In the Philippines, the Department of Science and Technology (DOST) has launched an AI for Development Program, focusing on democratising access to AI tools, building regional capacities, and launching upskilling programs. Singapore also has initiatives like the “Upskill with Meta: AI student practitioner program.” The World Economic Forum's “Future of Jobs Report 2025” highlights digital skills as key for companies in Southeast Asia, with a focus on reskilling staff and wider populations.
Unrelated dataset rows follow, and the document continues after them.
//! Bounded, thread-safe resource pool.
//!
//! [`BoundedPool`] hands caller-supplied resources to concurrent
//! callers, one holder per resource at a time. It composes three pieces:
//! a bounded FIFO queue of idle slots (where callers suspend), a
//! registry mapping every known resource to its exclusivity semaphore,
//! and a three-state lifecycle flag. The pool runs no background
//! threads; everything happens on the calling thread.
//!
//! # Acquisition protocol
//!
//! An acquirer dequeues a slot and takes the slot's semaphore without
//! blocking. Losing that take means another caller (or an in-flight
//! removal) owns the slot, so the loser discards it and goes back to the
//! queue. Resources therefore circulate in roughly FIFO order, but two
//! callers racing one slot may be served out of arrival order.
//!
//! # Shutdown
//!
//! Graceful [`close`](corral_core::ResourcePool::close) drains every
//! holder before returning; forced
//! [`close_now`](corral_core::ResourcePool::close_now) returns at once
//! and abandons outstanding checkouts: the pool forgets those resources
//! without reconciling them, and their holders' eventual `release` calls
//! are ignored. Both modes leave shutdown markers in the queue so that
//! every waiter parked in an acquire wakes and yields no resource.

use std::hash::Hash;
use std::time::{Duration, Instant};

use log::{debug, trace, warn};
use parking_lot::Mutex;

use corral_core::{PoolError, ResourcePool, Result};

use crate::config::PoolConfig;
use crate::lifecycle::Lifecycle;
use crate::queue::SlotQueue;
use crate::registry::LockRegistry;
use crate::slot::Slot;

/// A bounded pool of exclusively-usable resources shared by many threads.
///
/// Resources are identified by value, so `T` must provide stable
/// equality and hashing. The pool clones the value once at `add` time to
/// key its registry; the value itself circulates through the queue and
/// out to callers.
///
/// # Examples
///
/// ```
/// use corral_pool::{BoundedPool, ResourcePool};
///
/// let pool = BoundedPool::new(2);
/// assert!(pool.add("worker-a".to_string()));
/// pool.open()?;
///
/// let held = pool.acquire()?.expect("pool is open");
/// assert_eq!(held, "worker-a");
/// pool.release(held);
///
/// pool.close()?;
/// # Ok::<(), corral_pool::PoolError>(())
/// ```
pub struct BoundedPool<T> {
    /// Idle slots, FIFO; the only place callers suspend.
    queue: SlotQueue<T>,
    /// Exclusivity semaphore for every known resource.
    registry: LockRegistry<T>,
    /// `Unopened → Open → Closed`.
    lifecycle: Lifecycle,
    /// Serializes structural operations (`add`, `remove`, graceful
    /// `close`) so a removal can never interleave with an add of the
    /// same resource. Forced close stays outside so it can never be
    /// held up by a stuck structural call.
    admin: Mutex<()>,
    config: PoolConfig,
}

impl<T> BoundedPool<T>
where
    T: Clone + Eq + Hash + Send + Sync,
{
    /// Create a pool holding at most `capacity` resources.
    ///
    /// # Panics
    ///
    /// Panics if `capacity` is zero.
    pub fn new(capacity: usize) -> Self {
        Self::with_config(PoolConfig::with_capacity(capacity))
    }

    /// Create a pool from a full configuration.
    ///
    /// # Panics
    ///
    /// Panics if the configured capacity is zero.
    pub fn with_config(config: PoolConfig) -> Self {
        assert!(config.capacity > 0, "pool capacity must be nonzero");
        Self {
            queue: SlotQueue::new(config.capacity),
            registry: LockRegistry::new(),
            lifecycle: Lifecycle::new(),
            admin: Mutex::new(()),
            config,
        }
    }

    /// Capacity the pool was configured with.
    pub fn capacity(&self) -> usize {
        self.config.capacity
    }

    /// Number of resources known to the pool, idle or checked out.
    pub fn total_count(&self) -> usize {
        self.registry.len()
    }

    /// Number of resources currently idle and available to acquire.
    pub fn available_count(&self) -> usize {
        self.queue.resource_len()
    }

    fn name(&self) -> &str {
        self.config.name.as_deref().unwrap_or("unnamed")
    }
}

impl<T> Default for BoundedPool<T>
where
    T: Clone + Eq + Hash + Send + Sync,
{
    fn default() -> Self {
        Self::with_config(PoolConfig::default())
    }
}

impl<T> ResourcePool<T> for BoundedPool<T>
where
    T: Clone + Eq + Hash + Send + Sync,
{
    fn open(&self) -> Result<()> {
        self.lifecycle.open()?;
        debug!(
            "pool '{}' opened (capacity {})",
            self.name(),
            self.config.capacity
        );
        Ok(())
    }

    fn close(&self) -> Result<()> {
        let _admin = self.admin.lock();
        self.lifecycle.close()?;
        debug!(
            "pool '{}' closing, draining {} known resources",
            self.name(),
            self.registry.len()
        );

        // Wait for every checked-out resource to come back: taking a
        // semaphore observes it free (its holder has released), and
        // freeing it again leaves no permit dangling. Holders can still
        // release while this runs because the registry is cleared only
        // after the drain.
        for lock in self.registry.snapshot() {
            lock.acquire();
            lock.release();
        }

        self.registry.clear();
        let purged = self.queue.purge_resources();
        // Wake anything still parked in an acquire. Waiters re-offer the
        // marker before yielding, so one is enough to reach them all.
        self.queue.offer(Slot::Shutdown);

        debug!(
            "pool '{}' closed ({} idle slots dropped)",
            self.name(),
            purged
        );
        Ok(())
    }

    fn close_now(&self) -> Result<()> {
        self.lifecycle.close()?;
        let known = self.registry.len();
        let purged = self.queue.purge_resources();

        // One marker per known resource, and at least one so waiters on
        // an empty pool still wake.
        for _ in 0..known.max(1) {
            if !self.queue.offer(Slot::Shutdown) {
                break;
            }
        }
        self.registry.clear();

        let abandoned = known.saturating_sub(purged);
        if abandoned > 0 {
            warn!(
                "pool '{}' force-closed with {} resources still checked out; their holders are abandoned",
                self.name(),
                abandoned
            );
        } else {
            debug!(
                "pool '{}' force-closed ({} idle slots dropped)",
                self.name(),
                purged
            );
        }
        Ok(())
    }

    fn is_open(&self) -> bool {
        self.lifecycle.is_open()
    }

    fn acquire(&self) -> Result<Option<T>> {
        self.lifecycle.ensure_open()?;
        loop {
            let slot = self.queue.take();
            if !self.lifecycle.is_open() {
                // The pool closed while this caller was parked. Whatever
                // was dequeued is no longer ours to hand out; pass the
                // wake-up on to the next parked waiter.
                self.queue.offer(Slot::Shutdown);
                trace!("pool '{}': acquire woken by shutdown", self.name());
                return Ok(None);
            }
            match slot {
                Slot::Shutdown => {
                    self.queue.offer(Slot::Shutdown);
                    trace!("pool '{}': acquire woken by shutdown", self.name());
                    return Ok(None);
                }
                Slot::Resource { resource, lock } => {
                    if lock.try_acquire() {
                        trace!("pool '{}': resource acquired", self.name());
                        return Ok(Some(resource));
                    }
                    // A faster caller or an in-flight removal owns this
                    // slot's permit; skip it and wait for the next one.
                    trace!("pool '{}': skipped a contested slot", self.name());
                }
            }
        }
    }

    fn acquire_timeout(&self, timeout: Duration) -> Result<Option<T>> {
        self.lifecycle.ensure_open()?;
        // The deadline is computed once: retries after losing a slot
        // race consume the remaining budget instead of restarting it.
        let deadline = Instant::now() + timeout;
        loop {
            let Some(slot) = self.queue.poll_until(deadline) else {
                trace!(
                    "pool '{}': timed acquire gave up after {:?}",
                    self.name(),
                    timeout
                );
                return Err(PoolError::Timeout(timeout));
            };
            if !self.lifecycle.is_open() {
                self.queue.offer(Slot::Shutdown);
                trace!("pool '{}': timed acquire woken by shutdown", self.name());
                return Ok(None);
            }
            match slot {
                Slot::Shutdown => {
                    self.queue.offer(Slot::Shutdown);
                    trace!("pool '{}': timed acquire woken by shutdown", self.name());
                    return Ok(None);
                }
                Slot::Resource { resource, lock } => {
                    if lock.try_acquire() {
                        return Ok(Some(resource));
                    }
                    trace!("pool '{}': skipped a contested slot", self.name());
                }
            }
        }
    }

    fn release(&self, resource: T) {
        // Unknown resources (never added, removed while checked out, or
        // forgotten by a forced close) are ignored, as is releasing an
        // idle resource twice.
        let Some(lock) = self.registry.lookup(&resource) else {
            trace!(
                "pool '{}': release of an unknown resource ignored",
                self.name()
            );
            return;
        };
        if lock.release() {
            if !self.queue.offer(Slot::Resource { resource, lock }) {
                // Capacity is sized to the registry, so a full queue here
                // means a shutdown purge is racing this release; the
                // purge owns the slot either way.
                trace!(
                    "pool '{}': released slot dropped, queue full",
                    self.name()
                );
            }
        } else {
            trace!("pool '{}': double release ignored", self.name());
        }
    }

    fn add(&self, resource: T) -> bool {
        let _admin = self.admin.lock();
        let Some(lock) = self.registry.register(resource.clone()) else {
            trace!("pool '{}': duplicate add ignored", self.name());
            return false;
        };
        // Blocks while the queue is full.
        self.queue.put(Slot::Resource { resource, lock });
        debug!(
            "pool '{}': resource added ({} known)",
            self.name(),
            self.registry.len()
        );
        true
    }

    fn remove(&self, resource: &T) -> Result<bool> {
        let _admin = self.admin.lock();
        self.lifecycle.ensure_open()?;
        let Some(lock) = self.registry.lookup(resource) else {
            return Ok(false);
        };

        // Taking the permit waits out the current holder, and holding it
        // from here on bars any racing acquirer from winning the slot:
        // their non-blocking take fails and they skip it. The permit is
        // never given back; the resource is leaving the pool.
        lock.acquire();
        if !self.queue.remove(resource) {
            // A racing acquirer dequeued the slot and discarded it after
            // losing the permit race; nothing left to pull out.
            trace!(
                "pool '{}': removed resource had already left the queue",
                self.name()
            );
        }
        self.registry.deregister(resource);
        debug!(
            "pool '{}': resource removed ({} known)",
            self.name(),
            self.registry.len()
        );
        Ok(true)
    }

    fn remove_now(&self, resource: &T) -> Result<bool> {
        self.lifecycle.ensure_open()?;
        // Only an idle resource still sitting in the queue can be
        // removed without waiting.
        if !self.queue.remove(resource) {
            return Ok(false);
        }
        self.registry.deregister(resource);
        debug!(
            "pool '{}': idle resource removed ({} known)",
            self.name(),
            self.registry.len()
        );
        Ok(true)
    }
}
Wage pressures and conditions
While some sectors face downward pressure on wages due to margin compression from tariffs, a more nuanced picture emerges. Recent salary data from 2024 and early 2025 reveal an optimistic outlook, with salary budgets set to increase across Southeast Asia, driven by a growing shortage of skilled labour. Vietnam is projected to see an average salary increase of 6.7% in 2025, Indonesia 6.3%, and the Philippines 5.8%.
Wage growth is fastest in sectors like technology and manufacturing (5.7-5.8% average increases), driven by rapid investment in advanced manufacturing, AI, fintech, and green tech. This suggests that while low-skilled, tariff-affected sectors may face wage stagnation or decline, high-skilled roles are seeing significant gains due to demand. The fierce competition for manufacturing contracts among Asian nations also creates an incentive to compromise on labour standards, posing a significant threat to workers' rights in a region where violations are already prevalent.
Charting a path forward for employment in Southeast Asia
For businesses, the traditional model of a globally integrated, cost-optimised supply chain is no longer viable. The emphasis must shift to resilience, agility, and visibility. This means moving beyond simple “Plus One” strategies to truly multi-regional supply chain architectures, establishing production hubs closer to key end-markets to insulate operations from trade disputes.
Investing in digital tools for supply chain visibility, such as AI-powered analytics and blockchain-based tracking, is crucial for verifying component origins and avoiding transshipment penalties. Strategic workforce planning and significant investment in in-house upskilling and reskilling programs are also vital to transition existing workforces toward digital, analytical, and green-tech competencies. Automation should be embraced not just for labour replacement, but for productivity gains to offset increased costs and maintain competitiveness.
For governments, the imperative is to create an economic environment attractive to high-value foreign investment while fostering inclusive, sustainable growth. This requires evolving industrial policy to focus on integrated, high-value ecosystems in strategic sectors. Launching national upskilling missions to overhaul technical and vocational education and training (TVET) systems, in partnership with industry leaders, is paramount to address the widening skills gap.
Strengthening intra-regional trade blocs like the Regional Comprehensive Economic Partnership (RCEP) and the Comprehensive and Progressive Agreement for Trans-Pacific Partnership (CPTPP) is essential to reduce dependency on any single export market. Finally, continued investment in world-class physical and digital infrastructure is key for reducing operational costs and supporting future productivity growth.
Upholding labour standards, rather than compromising them, will also be a competitive advantage, attracting high-quality, long-term investment by ensuring a stable, skilled, and well-treated workforce.
Ultimately, the strategic adaptation of Asian economies — through robust industrial policies, investment in human capital, and adherence to high labour standards — will be crucial in defining their continued economic development and resilience in this new global trade order.